Friday, September 22, 2006
Ok, I'm tired of the hotel stories. I'm not sure if anyone else is enjoying them, but I don't think I'm going to do that any more. Just so you're not disappointed, that was the warning.
What can I say?!? God is so good! I don't know what He's doing in my life, exactly, but I can definitely see Him working and showing Himself powerful! But that is one thing that I would like to ask you all to pray about: What God wants for me. I have peace about the direction I'm going, so far. What direction it is, exaclty, I'm not sure, but God is definitely leading me somewhere! Pray for wisdom in the decisions I make. I definitely need that. Especially for this summer. I'm not sure where God wants me. Right now, I'm thinking probably either a camp or traveling with a Maranatha group. I still have a few months before I would know anything for sure, I guess. Tryouts for Maranatha groups start in a couple of week, and that will probably go on for about a month. I made it to the last round of tryouts last time I tried out, so that's encouraging!

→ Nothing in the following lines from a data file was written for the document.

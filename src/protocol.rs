//! JSON-lines protocol between the presentation layer and the host (serde ready).
//! One client message per line on stdin, one server message per line on stdout.

use serde::{Deserialize, Serialize};

use crate::domain::{Answer, Problem, ProblemData, ProblemKind};
use crate::logic::SubmitOutcome;
use crate::progress::{RewardOutcome, UserProgressState};

/// Messages the client can send.
#[derive(Debug, Deserialize)]
#[serde(tag = "type", rename_all = "snake_case")]
pub enum ClientMessage {
    Ping,
    NewProblem {
        /// Parsed separately so unknown kinds surface as `UnsupportedKind`.
        kind: String,
    },
    SubmitAnswer {
        #[serde(rename = "problemId")]
        problem_id: String,
        answer: Answer,
    },
    Hint {
        #[serde(rename = "problemId")]
        problem_id: String,
    },
    Progress,
    /// Player navigated away: drop the problem and cancel any pending advance.
    Leave,
}

/// Messages the host sends back.
#[derive(Debug, Serialize)]
#[serde(tag = "type", rename_all = "snake_case")]
pub enum ServerMessage {
    Pong,
    Problem {
        problem: ProblemOut,
    },
    AnswerResult {
        correct: bool,
        message: String,
        #[serde(rename = "canonicalAnswer")]
        canonical_answer: String,
        #[serde(skip_serializing_if = "Option::is_none")]
        reward: Option<RewardOutcome>,
        #[serde(skip_serializing_if = "Vec::is_empty")]
        unlocked: Vec<String>,
        /// A new problem follows after the advance delay.
        advancing: bool,
    },
    Hint {
        text: String,
    },
    Progress {
        level: u32,
        points: u32,
        unlocked: Vec<String>,
    },
    Left,
    Error {
        message: String,
    },
}

/// Problem as shown to the player. Solution forms stay on the host.
#[derive(Debug, Serialize)]
pub struct ProblemOut {
    pub id: String,
    pub kind: ProblemKind,
    pub prompt: String,
    pub data: ProblemData,
    #[serde(rename = "rewardPoints")]
    pub reward_points: u32,
}

pub fn to_out(p: &Problem) -> ProblemOut {
    ProblemOut {
        id: p.id.clone(),
        kind: p.kind,
        prompt: p.prompt.clone(),
        data: p.data.clone(),
        reward_points: p.reward_points,
    }
}

pub fn answer_result(out: SubmitOutcome) -> ServerMessage {
    let advancing = out.advancing();
    ServerMessage::AnswerResult {
        correct: out.verdict.correct,
        message: out.verdict.message,
        canonical_answer: out.verdict.canonical_answer,
        reward: out.reward,
        unlocked: out.unlocked,
        advancing,
    }
}

pub fn progress_out(p: &UserProgressState) -> ServerMessage {
    ServerMessage::Progress {
        level: p.level,
        points: p.points,
        unlocked: p.unlocked_modules.iter().cloned().collect(),
    }
}

#[cfg(test)]
mod tests {
    use super::*;

    #[test]
    fn parses_client_messages() {
        let m: ClientMessage = serde_json::from_str(r#"{"type":"new_problem","kind":"arrange_smallest"}"#).unwrap();
        assert!(matches!(m, ClientMessage::NewProblem { kind } if kind == "arrange_smallest"));

        let m: ClientMessage =
            serde_json::from_str(r#"{"type":"submit_answer","problemId":"p1","answer":[500,200,5]}"#).unwrap();
        assert!(matches!(m, ClientMessage::SubmitAnswer { answer: Answer::Denominations(ref d), .. } if d == &vec![500, 200, 5]));

        let m: ClientMessage = serde_json::from_str(r#"{"type":"leave"}"#).unwrap();
        assert!(matches!(m, ClientMessage::Leave));
    }

    #[test]
    fn problem_out_hides_solutions() {
        let out = ServerMessage::Problem {
            problem: ProblemOut {
                id: "p1".into(),
                kind: ProblemKind::CommaGrouping,
                prompt: "Place commas".into(),
                data: ProblemData::Number { value: 1234567 },
                reward_points: 1,
            },
        };
        let json = serde_json::to_value(&out).unwrap();
        assert_eq!(json["type"], "problem");
        assert_eq!(json["problem"]["kind"], "comma_grouping");
        assert_eq!(json["problem"]["data"]["type"], "number");
        assert!(json["problem"].get("solution_forms").is_none());
    }
}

So, we're finally getting into the good stuff in choral arranging. We've finished writing the 4-part harmony, which was a lot of fun. Dr. Ledge says I have a "knack" for it! That's encouraging! It's the piano parts that I'm scared about. I never liked trying to do piano parts for my arrangements. We just started that, and the first one was due today. It seemed to go alright. Hopefully I'll be able to improve as time goes on!

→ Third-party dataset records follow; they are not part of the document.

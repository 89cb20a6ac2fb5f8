//! Level → generation parameters, driven by per-family tier tables.
//!
//! A tier applies from its `min_level` upward until the next tier starts.
//! Levels past the last tier clamp to it; levels below the first tier
//! (only level 0, which callers should not produce) use the first tier.

use std::collections::BTreeMap;

use serde::Deserialize;
use tracing::debug;

use crate::domain::{DifficultyFamily, GenerationParams, ProblemKind, ValueRange};
use crate::error::{CoreError, CoreResult};
use crate::seeds::default_tiers;

#[derive(Clone, Copy, Debug, PartialEq, Eq, Deserialize)]
pub struct Tier {
  pub min_level: u32,
  pub digit_count: u32,
  pub value_min: i64,
  pub value_max: i64,
  pub option_count: u32,
}

impl Tier {
  pub const fn new(min_level: u32, digit_count: u32, value_min: i64, value_max: i64, option_count: u32) -> Self {
    Self { min_level, digit_count, value_min, value_max, option_count }
  }
}

#[derive(Clone, Debug)]
pub struct DifficultyTable {
  tiers: BTreeMap<DifficultyFamily, Vec<Tier>>,
}

impl Default for DifficultyTable {
  fn default() -> Self {
    let tiers = DifficultyFamily::ALL
      .iter()
      .map(|f| (*f, default_tiers(*f)))
      .collect();
    Self { tiers }
  }
}

impl DifficultyTable {
  /// Build from overrides; families without an override keep the built-in table.
  pub fn with_overrides(overrides: BTreeMap<DifficultyFamily, Vec<Tier>>) -> CoreResult<Self> {
    let mut table = Self::default();
    for (family, tiers) in overrides {
      check_tiers(family, &tiers)?;
      table.tiers.insert(family, tiers);
    }
    Ok(table)
  }

  pub fn tiers(&self, family: DifficultyFamily) -> &[Tier] {
    self.tiers.get(&family).map(Vec::as_slice).unwrap_or(&[])
  }

  pub fn resolve(&self, kind: ProblemKind, level: u32) -> GenerationParams {
    self.resolve_family(kind.family(), level)
  }

  pub fn resolve_family(&self, family: DifficultyFamily, level: u32) -> GenerationParams {
    let tiers = self.tiers(family);
    let idx = tiers
      .iter()
      .rposition(|t| t.min_level <= level)
      .unwrap_or(0);
    let tier = tiers.get(idx).copied().unwrap_or_else(|| fallback_tier(family));
    let params = GenerationParams {
      digit_count: tier.digit_count,
      value_range: ValueRange::new(tier.value_min, tier.value_max),
      option_count: tier.option_count,
      tier: idx.min(u8::MAX as usize) as u8,
    };
    debug!(target: "problem", family = family.as_str(), level, tier = idx, "difficulty resolved");
    params
  }
}

fn fallback_tier(family: DifficultyFamily) -> Tier {
  default_tiers(family)
    .first()
    .copied()
    .unwrap_or(Tier::new(1, 3, 100, 999, 4))
}

/// Tier tables must be non-empty, sorted by level and never get easier.
fn check_tiers(family: DifficultyFamily, tiers: &[Tier]) -> CoreResult<()> {
  let name = family.as_str();
  if tiers.is_empty() {
    return Err(CoreError::Config(format!("difficulty.{name}: tier table is empty")));
  }
  for (i, t) in tiers.iter().enumerate() {
    if t.value_min > t.value_max {
      return Err(CoreError::Config(format!(
        "difficulty.{name}[{i}]: value_min {} exceeds value_max {}",
        t.value_min, t.value_max
      )));
    }
    if t.value_min < 0 {
      return Err(CoreError::Config(format!("difficulty.{name}[{i}]: negative value_min")));
    }
    if t.option_count == 0 || t.digit_count == 0 {
      return Err(CoreError::Config(format!("difficulty.{name}[{i}]: counts must be positive")));
    }
  }
  for pair in tiers.windows(2) {
    if pair[1].min_level <= pair[0].min_level {
      return Err(CoreError::Config(format!("difficulty.{name}: tiers not sorted by min_level")));
    }
    if pair[1].digit_count < pair[0].digit_count {
      return Err(CoreError::Config(format!("difficulty.{name}: digit_count decreases across tiers")));
    }
  }
  Ok(())
}

#[cfg(test)]
mod tests {
  use super::*;

  #[test]
  fn steps_up_at_levels_three_and_five() {
    let table = DifficultyTable::default();
    let l1 = table.resolve(ProblemKind::ArrangeLargest, 1);
    let l2 = table.resolve(ProblemKind::ArrangeLargest, 2);
    let l3 = table.resolve(ProblemKind::ArrangeLargest, 3);
    let l5 = table.resolve(ProblemKind::ArrangeLargest, 5);
    assert_eq!(l1, l2);
    assert!(l3.digit_count > l1.digit_count);
    assert!(l5.digit_count > l3.digit_count);
    assert_eq!(l5.tier, 2);
  }

  #[test]
  fn clamps_beyond_last_tier_and_below_first() {
    let table = DifficultyTable::default();
    assert_eq!(
      table.resolve(ProblemKind::NumberToWords, 500),
      table.resolve(ProblemKind::NumberToWords, 5)
    );
    assert_eq!(
      table.resolve(ProblemKind::NumberToWords, 0),
      table.resolve(ProblemKind::NumberToWords, 1)
    );
  }

  #[test]
  fn digit_count_is_monotonic_in_level_for_every_kind() {
    let table = DifficultyTable::default();
    for kind in ProblemKind::ALL {
      let mut last = 0;
      for level in 1..=30 {
        let p = table.resolve(kind, level);
        assert!(p.digit_count >= last, "{kind} at level {level}");
        last = p.digit_count;
      }
    }
  }

  #[test]
  fn rejects_broken_overrides() {
    let mut bad = BTreeMap::new();
    bad.insert(
      DifficultyFamily::Words,
      vec![Tier::new(1, 4, 1000, 9999, 1), Tier::new(3, 3, 100, 999, 1)],
    );
    assert!(matches!(DifficultyTable::with_overrides(bad), Err(CoreError::Config(_))));

    let mut inverted = BTreeMap::new();
    inverted.insert(DifficultyFamily::Currency, vec![Tier::new(1, 2, 50, 10, 3)]);
    assert!(DifficultyTable::with_overrides(inverted).is_err());

    let mut empty = BTreeMap::new();
    empty.insert(DifficultyFamily::Sequence, vec![]);
    assert!(DifficultyTable::with_overrides(empty).is_err());
  }

  #[test]
  fn override_replaces_only_its_family() {
    let mut o = BTreeMap::new();
    o.insert(DifficultyFamily::Grouping, vec![Tier::new(1, 7, 1_000_000, 9_999_999, 1)]);
    let table = DifficultyTable::with_overrides(o).unwrap();
    assert_eq!(table.resolve(ProblemKind::CommaGrouping, 9).digit_count, 7);
    assert_eq!(
      table.resolve(ProblemKind::PlaceValue, 1),
      DifficultyTable::default().resolve(ProblemKind::PlaceValue, 1)
    );
  }
}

Thought for the day: "I sat down and wept, and mourned certain days, and fasted, and prayed before the God of heaven..." Nehemiah 1:4. Pastor Loggans preached on this today in chapel. Something he brought out: when was the last time you really cried for someone just for them, for completely unselfish reasons, just because you see their pain and you feel it as they do? Wow. He didn't say it exactly like that, but that's how I saw it. Completely unselfish...what a rebuke. I mean, I cry sometimes. Not very often, but usually there is at least a speck of selfishness in there somewhere. But to be in pain completely because someone else is in pain....what a thought.